Some Ukrainian officials are warning that recent Russian transgressions might force Ukraine to revisit its nuclear weapons program. From a historical perspective, this is understandable. Ukraine signed the Nuclear Nonproliferation Treaty in the mid-1990s in exchange for subsidies and territorial guarantees from the United States and Russia. Russia, seeing a target of opportunity in Crimea, subsequently violated the terms.
Yet these hawkish proclamations are just that: hawkish. They overlook nuclear realities. Ukraine did not pursue nuclear technology following its independence because such a program would have been prohibitively expensive. (And, despite what seems to be conventional wisdom on the subject, Ukraine did not really inherit nuclear weapons.) While Ukraine appears to be in a stronger economic position today, the country is going through so much domestic turmoil at the moment that Kiev’s marginal dollar is probably not best spent embarking on an atomic mission.

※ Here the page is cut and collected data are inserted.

//! Audit coverage analysis for French departments.
//!
//! [`aggregator::aggregate`] turns a flat list of audit entries into one
//! [`types::DepartmentStats`] per department, with a coverage score and
//! level. [`travel::TravelEstimator`] estimates distance, duration and
//! mileage cost between two departments. The [`reports`] module composes
//! both into the tables written by the command-line tool.
pub mod aggregator;
pub mod config;
pub mod error;
pub mod geo;
pub mod loader;
pub mod output;
pub mod reports;
pub mod travel;
pub mod types;
pub mod util;

pub use aggregator::aggregate;
pub use config::{ScoringPolicy, Settings, TravelPolicy};
pub use error::{LoadError, ValidationError};
pub use geo::{Centroid, CentroidTable};
pub use travel::{format_duration, TravelEstimator};
pub use types::{AuditEntry, CoverageLevel, DepartmentStats, TravelInfo};
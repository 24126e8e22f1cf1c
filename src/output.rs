use serde::Serialize;
use std::error::Error;
use std::path::Path;
use tabled::{settings::Style, Table, Tabled};
use tracing::debug;

pub fn write_csv<T: Serialize>(path: &Path, rows: &[T]) -> Result<(), Box<dyn Error>> {
    let mut wtr = csv::Writer::from_path(path)?;
    for r in rows {
        wtr.serialize(r)?;
    }
    wtr.flush()?;
    debug!(path = %path.display(), rows = rows.len(), "wrote csv");
    Ok(())
}

pub fn write_json<T: Serialize>(path: &Path, value: &T) -> Result<(), Box<dyn Error>> {
    let s = serde_json::to_string_pretty(value)?;
    std::fs::write(path, s)?;
    debug!(path = %path.display(), "wrote json");
    Ok(())
}

/// Markdown preview of the first `max_rows` rows.
pub fn render_preview<T>(rows: &[T], max_rows: usize) -> String
where
    T: Tabled + Clone,
{
    let slice: Vec<T> = rows.iter().take(max_rows).cloned().collect();
    if slice.is_empty() {
        return "(no rows)".to_string();
    }
    Table::new(slice).with(Style::markdown()).to_string()
}

pub fn preview_table<T>(report_no: usize, title: &str, note: Option<&str>, rows: &[T], max_rows: usize)
where
    T: Tabled + Clone,
{
    println!("Report {}: {}", report_no, title);
    if let Some(n) = note {
        println!("({})", n);
    }
    println!();
    println!("{}\n", render_preview(rows, max_rows));
}

#[cfg(test)]
mod tests {
    use super::*;
    use crate::types::LevelCountRow;

    fn rows() -> Vec<LevelCountRow> {
        vec![
            LevelCountRow { level: "Excellente".into(), departments: 3 },
            LevelCountRow { level: "Aucune".into(), departments: 80 },
        ]
    }

    #[test]
    fn csv_has_renamed_headers() {
        let dir = tempfile::tempdir().unwrap();
        let path = dir.path().join("levels.csv");
        write_csv(&path, &rows()).unwrap();
        let text = std::fs::read_to_string(&path).unwrap();
        assert_eq!(text, "Level,Departments\nExcellente,3\nAucune,80\n");
    }

    #[test]
    fn json_is_written() {
        let dir = tempfile::tempdir().unwrap();
        let path = dir.path().join("rows.json");
        write_json(&path, &rows()).unwrap();
        let v: serde_json::Value =
            serde_json::from_str(&std::fs::read_to_string(&path).unwrap()).unwrap();
        assert_eq!(v[1]["Departments"], 80);
    }

    #[test]
    fn preview_is_truncated() {
        let s = render_preview(&rows(), 1);
        assert!(s.contains("Excellente"));
        assert!(!s.contains("Aucune"));
        assert_eq!(render_preview::<LevelCountRow>(&[], 2), "(no rows)");
    }
}
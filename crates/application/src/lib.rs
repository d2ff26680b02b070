//! 应用层实现。
//!
//! 这里提供围绕领域模型的用例服务，处理输入校验、超时边界、
//! 以及对外部适配器（例如密码哈希、消息存储、在线连接表）的抽象。

pub mod clock;
pub mod error;
pub mod password;
pub mod registry;
pub mod repository;
pub mod services;

pub use clock::{Clock, SystemClock};
pub use error::ApplicationError;
pub use password::{PasswordHasher, PasswordHasherError};
pub use registry::{
    ConnectionHandle, ConnectionId, ConnectionRegistry, DeliveryError, Outbox, Outgoing,
    Registration,
};
pub use repository::{CartRepository, MessageRepository, ProductRepository, UserRepository};
pub use services::{
    decode_frame, AuthenticateUserRequest, ChatService, ChatServiceDependencies,
    CreateProductRequest, Delivery, Dispatched, InboundFrame, ProductService,
    ProductServiceDependencies, RegisterUserRequest, UserService, UserServiceDependencies,
};
//! JWT 认证模块
//!
//! 令牌在边界处一次性解码为强类型的 [`Claims`]，之后只传递 [`CurrentUser`]。

use std::sync::Arc;

use axum::{
    extract::{FromRef, FromRequestParts, Query, Request, State},
    http::{header::AUTHORIZATION, request::Parts, HeaderMap, Uri},
    middleware::Next,
    response::Response,
};
use config::JwtConfig;
use domain::{User, UserId};
use jsonwebtoken::{decode, encode, Algorithm, DecodingKey, EncodingKey, Header, Validation};
use serde::{Deserialize, Serialize};
use thiserror::Error;

use crate::error::ApiError;

/// JWT Claims 结构
#[derive(Debug, Clone, PartialEq, Eq, Serialize, Deserialize)]
pub struct Claims {
    pub id: UserId,
    pub name: String,
    pub exp: i64, // 过期时间 (Unix timestamp)
}

#[derive(Debug, Error)]
pub enum IdentityError {
    #[error("missing token")]
    MissingToken,
    #[error("invalid token: {0}")]
    InvalidToken(#[source] jsonwebtoken::errors::Error),
    #[error("token generation failed: {0}")]
    Generation(#[source] jsonwebtoken::errors::Error),
}

impl From<IdentityError> for ApiError {
    fn from(err: IdentityError) -> Self {
        match err {
            IdentityError::Generation(_) => ApiError::internal_server_error(err.to_string()),
            _ => ApiError::unauthorized(err.to_string()),
        }
    }
}

/// JWT Token 服务
#[derive(Clone)]
pub struct JwtService {
    config: JwtConfig,
    encoding_key: EncodingKey,
    decoding_key: DecodingKey,
    validation: Validation,
}

impl JwtService {
    pub fn new(config: JwtConfig) -> Self {
        let encoding_key = EncodingKey::from_secret(config.secret.as_bytes());
        let decoding_key = DecodingKey::from_secret(config.secret.as_bytes());

        Self {
            config,
            encoding_key,
            decoding_key,
            validation: Validation::new(Algorithm::HS256),
        }
    }

    /// 为已验证的用户签发令牌
    pub fn issue(&self, user: &User) -> Result<String, IdentityError> {
        let exp = chrono::Utc::now() + chrono::Duration::hours(self.config.expiration_hours);
        let claims = Claims {
            id: user.id,
            name: user.username.to_string(),
            exp: exp.timestamp(),
        };

        encode(&Header::new(Algorithm::HS256), &claims, &self.encoding_key)
            .map_err(IdentityError::Generation)
    }

    pub fn verify(&self, token: &str) -> Result<Claims, IdentityError> {
        decode::<Claims>(token, &self.decoding_key, &self.validation)
            .map(|data| data.claims)
            .map_err(IdentityError::InvalidToken)
    }

    /// 依次尝试 `Authorization: Bearer` 和 `?token=`（浏览器发起 WebSocket 时无法设置请求头）
    pub fn resolve(&self, headers: &HeaderMap, uri: &Uri) -> Result<CurrentUser, IdentityError> {
        let token = bearer_token(headers)
            .or_else(|| query_token(uri))
            .ok_or(IdentityError::MissingToken)?;
        self.verify(&token).map(CurrentUser::from)
    }
}

fn bearer_token(headers: &HeaderMap) -> Option<String> {
    headers
        .get(AUTHORIZATION)
        .and_then(|value| value.to_str().ok())
        .and_then(|value| value.strip_prefix("Bearer "))
        .map(|token| token.trim().to_owned())
        .filter(|token| !token.is_empty())
}

#[derive(Debug, Deserialize)]
struct TokenQuery {
    token: Option<String>,
}

fn query_token(uri: &Uri) -> Option<String> {
    Query::<TokenQuery>::try_from_uri(uri)
        .ok()
        .and_then(|Query(query)| query.token)
        .filter(|token| !token.is_empty())
}

/// 当前请求的已认证身份
#[derive(Debug, Clone, PartialEq, Eq)]
pub struct CurrentUser {
    pub id: UserId,
    pub name: String,
}

impl From<Claims> for CurrentUser {
    fn from(claims: Claims) -> Self {
        Self {
            id: claims.id,
            name: claims.name,
        }
    }
}

/// 优先使用中间件放入的身份，否则自行解析令牌
impl<S> FromRequestParts<S> for CurrentUser
where
    Arc<JwtService>: FromRef<S>,
    S: Send + Sync,
{
    type Rejection = ApiError;

    async fn from_request_parts(parts: &mut Parts, state: &S) -> Result<Self, Self::Rejection> {
        if let Some(current) = parts.extensions.get::<CurrentUser>() {
            return Ok(current.clone());
        }

        let jwt = Arc::<JwtService>::from_ref(state);
        Ok(jwt.resolve(&parts.headers, &parts.uri)?)
    }
}

/// 认证中间件：解析身份并放入请求扩展，失败直接返回 401
pub async fn authenticate(
    State(jwt): State<Arc<JwtService>>,
    mut request: Request,
    next: Next,
) -> Result<Response, ApiError> {
    let current = jwt
        .resolve(request.headers(), request.uri())
        .inspect_err(|err| tracing::debug!(error = %err, path = %request.uri().path(), "rejected request"))?;

    request.extensions_mut().insert(current);
    Ok(next.run(request).await)
}
use std::sync::Arc;

use application::{ChatService, ProductService, UserService};
use axum::extract::FromRef;

use crate::JwtService;

#[derive(Clone)]
pub struct AppState {
    pub user_service: Arc<UserService>,
    pub product_service: Arc<ProductService>,
    pub chat_service: Arc<ChatService>,
    pub jwt_service: Arc<JwtService>,
}

impl AppState {
    pub fn new(
        user_service: Arc<UserService>,
        product_service: Arc<ProductService>,
        chat_service: Arc<ChatService>,
        jwt_service: Arc<JwtService>,
    ) -> Self {
        Self {
            user_service,
            product_service,
            chat_service,
            jwt_service,
        }
    }
}

impl FromRef<AppState> for Arc<JwtService> {
    fn from_ref(state: &AppState) -> Self {
        Arc::clone(&state.jwt_service)
    }
}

But does that mean nuclear weapons are irrelevant to the crisis? Absolutely not. Make no mistake: Ukraine could develop a nuclear weapon given enough time, effort, and angry declarations from the United States and Russia. If Russia made further encroachments on Ukrainian turf–beyond the Crimean target of opportunity–nuclear weapons would stop looking ridiculous and start looking desirable.
However, Putin knows this. He also knows that inducing Ukraine to proliferate is ultimately not in Russia’s best security interests. And he knows that Ukraine would also like to avoid proliferating because of the enormous costs.

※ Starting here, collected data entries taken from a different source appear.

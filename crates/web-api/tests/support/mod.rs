#![allow(dead_code)]

use std::{
    net::SocketAddr,
    sync::{
        atomic::{AtomicUsize, Ordering},
        Arc,
    },
    time::Duration,
};

use application::{
    repository::memory::{
        InMemoryCartRepository, InMemoryMessageRepository, InMemoryProductRepository,
        InMemoryUserRepository,
    },
    ChatService, ChatServiceDependencies, Clock, ConnectionRegistry, MessageRepository,
    PasswordHasher, ProductService, ProductServiceDependencies, SystemClock, UserService,
    UserServiceDependencies,
};
use async_trait::async_trait;
use axum::Router;
use domain::{ChatMessage, RepositoryError, UserId};
use futures_util::StreamExt;
use infrastructure::BcryptPasswordHasher;
use reqwest::Client;
use serde_json::{json, Value};
use tokio::{
    net::{TcpListener, TcpStream},
    sync::oneshot,
    time::{sleep, timeout},
};
use tokio_tungstenite::{
    connect_async, tungstenite::Message as TungsteniteMessage, MaybeTlsStream, WebSocketStream,
};
use web_api::{router, AppState, JwtConfig, JwtService};

pub type WsClient = WebSocketStream<MaybeTlsStream<TcpStream>>;

pub const TEST_SECRET: &str = "integration-test-secret-0123456789abcdef";

/// 记录历史查询次数的消息仓储，可让写入变慢
#[derive(Default)]
pub struct CountingMessageRepository {
    inner: InMemoryMessageRepository,
    queries: AtomicUsize,
    append_delay: Duration,
}

impl CountingMessageRepository {
    pub fn with_append_delay(append_delay: Duration) -> Self {
        Self {
            append_delay,
            ..Self::default()
        }
    }

    pub fn queries(&self) -> usize {
        self.queries.load(Ordering::SeqCst)
    }

    pub async fn stored(&self) -> Vec<ChatMessage> {
        self.inner.snapshot().await
    }
}

#[async_trait]
impl MessageRepository for CountingMessageRepository {
    async fn append(&self, message: ChatMessage) -> Result<(), RepositoryError> {
        if !self.append_delay.is_zero() {
            sleep(self.append_delay).await;
        }
        self.inner.append(message).await
    }

    async fn find_between(
        &self,
        a: UserId,
        b: UserId,
    ) -> Result<Vec<ChatMessage>, RepositoryError> {
        self.queries.fetch_add(1, Ordering::SeqCst);
        self.inner.find_between(a, b).await
    }
}

pub struct TestApp {
    pub addr: SocketAddr,
    pub http: Client,
    pub messages: Arc<CountingMessageRepository>,
    pub registry: Arc<ConnectionRegistry>,
    pub jwt: Arc<JwtService>,
    shutdown: Option<oneshot::Sender<()>>,
}

impl Drop for TestApp {
    fn drop(&mut self) {
        if let Some(shutdown) = self.shutdown.take() {
            let _ = shutdown.send(());
        }
    }
}

/// 全内存存储的路由
pub fn build_router() -> (Router, Arc<CountingMessageRepository>, Arc<ConnectionRegistry>, Arc<JwtService>) {
    build_router_with(Arc::new(CountingMessageRepository::default()))
}

pub fn build_router_with(
    messages: Arc<CountingMessageRepository>,
) -> (Router, Arc<CountingMessageRepository>, Arc<ConnectionRegistry>, Arc<JwtService>) {
    let clock: Arc<dyn Clock> = Arc::new(SystemClock);
    let password_hasher: Arc<dyn PasswordHasher> = Arc::new(BcryptPasswordHasher::new(Some(4)));
    let registry = Arc::new(ConnectionRegistry::new());
    let store_timeout = Duration::from_secs(5);

    let user_service = UserService::new(UserServiceDependencies {
        user_repository: Arc::new(InMemoryUserRepository::new()),
        cart_repository: Arc::new(InMemoryCartRepository::new()),
        password_hasher,
        clock: clock.clone(),
        store_timeout,
    });

    let product_service = ProductService::new(ProductServiceDependencies {
        product_repository: Arc::new(InMemoryProductRepository::new()),
        clock: clock.clone(),
        store_timeout,
    });

    let chat_service = ChatService::new(ChatServiceDependencies {
        message_repository: messages.clone(),
        registry: registry.clone(),
        clock,
        outbound_buffer: 16,
        store_timeout,
        delivery_timeout: Duration::from_secs(1),
    });

    let jwt = Arc::new(JwtService::new(JwtConfig {
        secret: TEST_SECRET.to_string(),
        expiration_hours: 1,
    }));

    let state = AppState::new(
        Arc::new(user_service),
        Arc::new(product_service),
        Arc::new(chat_service),
        jwt.clone(),
    );

    (router(state), messages, registry, jwt)
}

pub async fn spawn_app() -> TestApp {
    spawn_app_with(Arc::new(CountingMessageRepository::default())).await
}

pub async fn spawn_app_with(messages: Arc<CountingMessageRepository>) -> TestApp {
    let (router, messages, registry, jwt) = build_router_with(messages);
    let listener = TcpListener::bind("127.0.0.1:0").await.expect("bind");
    let addr = listener.local_addr().expect("addr");
    let (shutdown_tx, shutdown_rx) = oneshot::channel::<()>();

    tokio::spawn(async move {
        axum::serve(listener, router.into_make_service())
            .with_graceful_shutdown(async {
                let _ = shutdown_rx.await;
            })
            .await
            .ok();
    });

    TestApp {
        addr,
        http: Client::new(),
        messages,
        registry,
        jwt,
        shutdown: Some(shutdown_tx),
    }
}

impl TestApp {
    pub fn url(&self, path: &str) -> String {
        format!("http://{}{}", self.addr, path)
    }

    /// 注册用户，返回令牌和用户ID
    pub async fn register(&self, name: &str) -> (String, UserId) {
        let response = self
            .http
            .post(self.url("/auth/register"))
            .json(&json!({
                "name": name,
                "email": format!("{name}@example.com"),
                "password": "secret-password",
                "image": ""
            }))
            .send()
            .await
            .expect("register");
        assert_eq!(response.status(), 201, "register {name}");

        let body: Value = response.json().await.expect("register json");
        let token = body["token"].as_str().expect("token").to_string();
        let user_id = self.jwt.verify(&token).expect("valid token").id;
        (token, user_id)
    }

    pub async fn connect(&self, token: &str) -> WsClient {
        let url = format!("ws://{}/chat/ws?token={}", self.addr, token);
        let (ws, _) = connect_async(url).await.expect("ws connect");
        ws
    }

    /// 等待会话在连接表中登记完成
    pub async fn wait_online(&self, user_id: UserId, online: bool) {
        for _ in 0..100 {
            if self.registry.is_online(user_id) == online {
                return;
            }
            sleep(Duration::from_millis(20)).await;
        }
        panic!("user {user_id} never became online={online}");
    }

    pub async fn history(&self, token: &str, other: &str) -> reqwest::Response {
        self.http
            .get(self.url("/chat/messages"))
            .query(&[("receiver_id", other)])
            .bearer_auth(token)
            .send()
            .await
            .expect("history request")
    }
}

pub fn frame(receiver: UserId, body: &str) -> TungsteniteMessage {
    TungsteniteMessage::text(
        json!({ "receiver_id": receiver.to_string(), "message": body }).to_string(),
    )
}

/// 读取下一条文本帧并解析为 JSON
pub async fn next_json(ws: &mut WsClient) -> Value {
    loop {
        let message = timeout(Duration::from_secs(5), ws.next())
            .await
            .expect("frame in time")
            .expect("stream open")
            .expect("frame ok");
        if let TungsteniteMessage::Text(text) = message {
            return serde_json::from_str(text.as_str()).expect("json frame");
        }
    }
}

/// 在给定时间内没有收到任何文本帧
pub async fn assert_silent(ws: &mut WsClient, wait: Duration) {
    match timeout(wait, ws.next()).await {
        Err(_) => {}
        Ok(Some(Ok(TungsteniteMessage::Text(text)))) => panic!("unexpected frame {text}"),
        Ok(other) => panic!("unexpected event {other:?}"),
    }
}
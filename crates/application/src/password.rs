use async_trait::async_trait;
use domain::PasswordHash;
use thiserror::Error;

#[derive(Debug, Error)]
pub enum PasswordHasherError {
    #[error("hash error: {0}")]
    Hash(String),
    #[error("verify error: {0}")]
    Verify(String),
}

impl PasswordHasherError {
    pub fn hash_error(message: impl Into<String>) -> Self {
        Self::Hash(message.into())
    }

    pub fn verify_error(message: impl Into<String>) -> Self {
        Self::Verify(message.into())
    }
}

#[cfg_attr(test, mockall::automock)]
#[async_trait]
pub trait PasswordHasher: Send + Sync {
    async fn hash(&self, plaintext: &str) -> Result<PasswordHash, PasswordHasherError>;
    async fn verify(
        &self,
        plaintext: &str,
        hashed: &PasswordHash,
    ) -> Result<bool, PasswordHasherError>;
}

These preferences and constraints are common, and I study them formally in my book project on bargaining over proliferation. In such a scenario, states negotiate settlements and avoid nuclear development. Potential nuclear powers do not want to build because they are already receiving a desirable share of the settlement. Rivals do not want to drive a harder bargain because doing so would trigger proliferation; settlement, on the other hand, means they can extract the surplus created by the potential nuclear power avoiding atomic development. Both sides win.
I suspect the Ukraine/Russia crisis will end like this. Russia will not push Ukraine much further.* Ukraine will not develop nuclear weapons, but the threat to do so will give them a better share of the deal.
Interestingly, the potential for nuclear weapons is almost as useful as the nuclear weapons themselves.
*At least until another target of opportunity arises, anyway.